Simple SummaryRadiotherapy is widely used as treatment for localized prostate cancer. Due to a high incidence and a good survival after treatment, a large number of prostate cancer survivors are at risk of developing late radiation toxicity. Symptoms may significantly affect quality of life; therefore, the monitoring of toxicities and evaluating their impact are increasingly important matters. Toxicities have always been assessed by physicians, but there is a growing interest in the use of questionnaires to be completed by patients themselves, so-called patient-reported outcome measures. The aim of this study was to compare both outcomes in long-term prostate cancer survivors, and to determine which outcome correlates best with a biological predictor of late radiation toxicity.

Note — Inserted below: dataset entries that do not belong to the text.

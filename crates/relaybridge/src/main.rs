mod cmd;
mod exit;
mod logging;
mod output;

use clap::Parser;

use crate::cmd::Command;
use crate::logging::{init_logging, LogFormat, LogLevel};
use crate::output::OutputFormat;

#[derive(Parser, Debug)]
#[command(name = "relaybridge", version, about = "Relay channel adapter CLI")]
struct Cli {
    /// Output format.
    #[arg(long, value_name = "FORMAT", global = true)]
    format: Option<OutputFormat>,

    /// Log output format (stderr).
    #[arg(long, value_name = "FORMAT", default_value = "text", global = true)]
    log_format: LogFormat,

    /// Minimum log level (stderr).
    #[arg(long, value_name = "LEVEL", default_value = "info", global = true)]
    log_level: LogLevel,

    #[command(subcommand)]
    command: Command,
}

fn main() {
    let cli = Cli::parse();
    init_logging(cli.log_format, cli.log_level);

    let format = cli.format.unwrap_or_else(OutputFormat::default_for_stdout);
    let result = cmd::run(cli.command, format);

    match result {
        Ok(code) => std::process::exit(code),
        Err(err) => {
            eprintln!("error: {err}");
            std::process::exit(err.code);
        }
    }
}
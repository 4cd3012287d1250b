use std::fmt;
use std::time::Duration;

use bytes::Bytes;

use crate::error::Result;

/// Largest single message a relay socket accepts: 512 KiB.
pub const MAX_MESSAGE_SIZE: usize = 512 * 1024;

/// Relay-assigned handle for one connection.
///
/// Handles are never zero and stay unique for the lifetime of the connection.
#[derive(Debug, Clone, Copy, PartialEq, Eq, Hash, PartialOrd, Ord)]
pub struct ConnectionHandle(pub u32);

impl ConnectionHandle {
    /// The raw numeric id of this connection.
    pub fn id(self) -> u32 {
        self.0
    }
}

impl fmt::Display for ConnectionHandle {
    fn fmt(&self, f: &mut fmt::Formatter<'_>) -> fmt::Result {
        write!(f, "conn#{}", self.0)
    }
}

/// Relay-assigned handle for a listening acceptor.
#[derive(Debug, Clone, Copy, PartialEq, Eq, Hash)]
pub struct ListenHandle(pub u32);

impl ListenHandle {
    pub fn id(self) -> u32 {
        self.0
    }
}

/// Network identity of a relay peer.
#[derive(Debug, Clone, Copy, PartialEq, Eq, Hash, PartialOrd, Ord)]
pub struct PeerIdentity(pub u64);

impl fmt::Display for PeerIdentity {
    fn fmt(&self, f: &mut fmt::Formatter<'_>) -> fmt::Result {
        write!(f, "peer:{}", self.0)
    }
}

/// How the relay delivers a single message.
#[derive(Debug, Clone, Copy, PartialEq, Eq, Hash)]
pub enum DeliveryMode {
    /// Retransmitted until acknowledged, delivered in order.
    Reliable,
    /// Sent once; may be dropped or reordered.
    Unreliable,
}

/// Lifecycle state of a relay connection.
#[derive(Debug, Clone, Copy, PartialEq, Eq)]
pub enum ConnectionState {
    Connecting,
    Connected,
    /// The remote end closed the connection.
    ClosedByPeer,
    /// The local relay gave up on the connection (no route, timeout).
    ProblemDetectedLocally,
}

/// Snapshot passed with every lifecycle notification.
#[derive(Debug, Clone, Copy, PartialEq, Eq)]
pub struct ConnectionInfo {
    pub handle: ConnectionHandle,
    pub identity: PeerIdentity,
    pub state: ConnectionState,
}

/// Connection quality stats.
#[derive(Debug, Clone, Copy, PartialEq, Eq)]
pub struct ConnectionStatus {
    pub state: ConnectionState,
    /// Smoothed round-trip time as measured by the relay.
    pub ping: Duration,
}

/// One raw notification drained from a relay socket.
#[derive(Debug, Clone, PartialEq)]
pub enum SocketEvent {
    Connecting(ConnectionInfo),
    Connected(ConnectionInfo),
    Disconnected(ConnectionInfo),
    Message {
        connection: ConnectionHandle,
        data: Bytes,
    },
}

/// The raw relay socket library.
///
/// Implementations deliver raw byte messages without any notion of logical
/// channels. Lifecycle notifications are only produced while
/// [`run_callbacks`](RelaySocket::run_callbacks) is being driven; raw events
/// are then drained one at a time with the `next_*_event` methods.
pub trait RelaySocket {
    /// Perform the one-time relay network access handshake.
    fn init_network(&mut self) -> Result<()>;

    /// True once [`init_network`](RelaySocket::init_network) has succeeded.
    fn is_network_ready(&self) -> bool;

    /// Open an outbound connection request to `target`.
    fn connect(&mut self, target: PeerIdentity) -> Result<ConnectionHandle>;

    /// Open a listening acceptor for this identity.
    fn listen(&mut self) -> Result<ListenHandle>;

    /// Accept a pending inbound connection reported by `on_connecting`.
    fn accept(&mut self, connection: ConnectionHandle) -> Result<()>;

    /// Transmit raw bytes over a connected connection.
    fn send(&mut self, connection: ConnectionHandle, data: &[u8], mode: DeliveryMode)
        -> Result<()>;

    /// Close a connection. The remote end is notified with a disconnect.
    fn close(&mut self, connection: ConnectionHandle) -> Result<()>;

    /// Close a listening acceptor and every connection accepted on it.
    fn close_listen(&mut self, listen: ListenHandle) -> Result<()>;

    /// Periodic maintenance dispatch (keepalives, handshake progress).
    fn run_callbacks(&mut self);

    /// Drain the next raw event for an outbound connection.
    fn next_connection_event(&mut self, connection: ConnectionHandle) -> Option<SocketEvent>;

    /// Drain the next raw event for a listening acceptor.
    fn next_listen_event(&mut self, listen: ListenHandle) -> Option<SocketEvent>;

    /// Quality stats for a live connection.
    fn connection_status(&self, connection: ConnectionHandle) -> Option<ConnectionStatus>;
}

/// Lifecycle callbacks for a single outbound connection.
pub trait ConnectionCallbacks<R: ?Sized> {
    /// Informational; the outbound handshake is in progress.
    fn on_connecting(&mut self, _relay: &mut R, _info: &ConnectionInfo) {}

    fn on_connected(&mut self, relay: &mut R, info: &ConnectionInfo);

    fn on_disconnected(&mut self, relay: &mut R, info: &ConnectionInfo);

    fn on_message(&mut self, relay: &mut R, data: Bytes);
}

/// Lifecycle callbacks for a listening acceptor serving many connections.
pub trait ListenCallbacks<R: ?Sized> {
    /// A new inbound attempt. Implementations must call
    /// [`RelaySocket::accept`] or the peer never becomes connected.
    fn on_connecting(&mut self, relay: &mut R, info: &ConnectionInfo);

    fn on_connected(&mut self, relay: &mut R, info: &ConnectionInfo);

    fn on_disconnected(&mut self, relay: &mut R, info: &ConnectionInfo);

    fn on_message(&mut self, relay: &mut R, connection: ConnectionHandle, data: Bytes);
}

/// Drain up to `max_events` raw events from an outbound connection and
/// dispatch them to `callbacks` in arrival order.
///
/// Returns the number of events dispatched.
pub fn pump_connection<R, C>(
    relay: &mut R,
    connection: ConnectionHandle,
    callbacks: &mut C,
    max_events: usize,
) -> usize
where
    R: RelaySocket + ?Sized,
    C: ConnectionCallbacks<R> + ?Sized,
{
    let mut dispatched = 0usize;
    while dispatched < max_events {
        let Some(event) = relay.next_connection_event(connection) else {
            break;
        };
        match event {
            SocketEvent::Connecting(info) => callbacks.on_connecting(relay, &info),
            SocketEvent::Connected(info) => callbacks.on_connected(relay, &info),
            SocketEvent::Disconnected(info) => callbacks.on_disconnected(relay, &info),
            SocketEvent::Message { data, .. } => callbacks.on_message(relay, data),
        }
        dispatched += 1;
    }
    dispatched
}

/// Drain up to `max_events` raw events from a listening acceptor and
/// dispatch them to `callbacks` in arrival order.
pub fn pump_listen<R, C>(
    relay: &mut R,
    listen: ListenHandle,
    callbacks: &mut C,
    max_events: usize,
) -> usize
where
    R: RelaySocket + ?Sized,
    C: ListenCallbacks<R> + ?Sized,
{
    let mut dispatched = 0usize;
    while dispatched < max_events {
        let Some(event) = relay.next_listen_event(listen) else {
            break;
        };
        match event {
            SocketEvent::Connecting(info) => callbacks.on_connecting(relay, &info),
            SocketEvent::Connected(info) => callbacks.on_connected(relay, &info),
            SocketEvent::Disconnected(info) => callbacks.on_disconnected(relay, &info),
            SocketEvent::Message { connection, data } => {
                callbacks.on_message(relay, connection, data)
            }
        }
        dispatched += 1;
    }
    dispatched
}
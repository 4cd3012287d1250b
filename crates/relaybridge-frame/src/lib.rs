//! Channel multiplexing over a channel-unaware relay.
//!
//! The relay only moves raw byte messages, so every message carries its
//! logical channel as a single trailing byte:
//! - `payload ++ channel` on the wire, one byte of overhead
//! - Channels map to a relay delivery mode through a [`ChannelRegistry`]
//!   built once at startup

pub mod channel;
pub mod codec;
pub mod error;
pub mod registry;

pub use channel::{
    channel_name, default_channels, ChannelConfig, ChannelId, ChannelPolicy, DEFAULT, INTERNAL,
    RELIABLE_RPC, TIME_SYNC, UNRELIABLE_RPC, USER_CHANNEL_START,
};
pub use codec::{decode_frame, encode_frame, Frame, CHANNEL_TAG_SIZE};
pub use error::{FrameError, Result};
pub use registry::ChannelRegistry;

In symptomatic patients, we found a low agreement; patients assigned greater severity to symptoms than the trial physician assistant did. Neither outcome correlated with the biological predictor. Consideration of both perspectives seems warranted to provide the best care.Patient-reported outcome measures (PROMs) are advocated for the monitoring of toxicity after radiotherapy. However, studies comparing physician- and patient-reported toxicity show low concordance. In this study, we compared physician- and patient-reported toxicity in long-term prostate cancer survivors after radiotherapy, and we determined the correlation with a presumable risk factor for late toxicity: γ-H2AX foci decay ratio (FDR). Patients formerly included in a prospective study were invited to participate in this new study, comprising one questionnaire and one call with a trial physician assistant. Concordance was calculated for seven symptoms. Gamma-H2AX FDRs were determined in ex vivo irradiated lymphocytes in a previous analysis. Associations between FDR and long-term prevalence of toxicity were assessed using univariable logistic regression analyses. The 101 participants had a median follow-up period of 9 years. Outcomes were discordant in 71% of symptomatic patients; in 21%, the physician-assessed toxicity (using CTCAE) was higher, and, in 50%, the patients reported higher toxicity. We did not find a correlation between presence of toxicity at long-term follow-up and FDR. In conclusion, patients assigned greater severity to symptoms than the trial physician assistant did. Consideration of both perspectives may be warranted to provide the best care.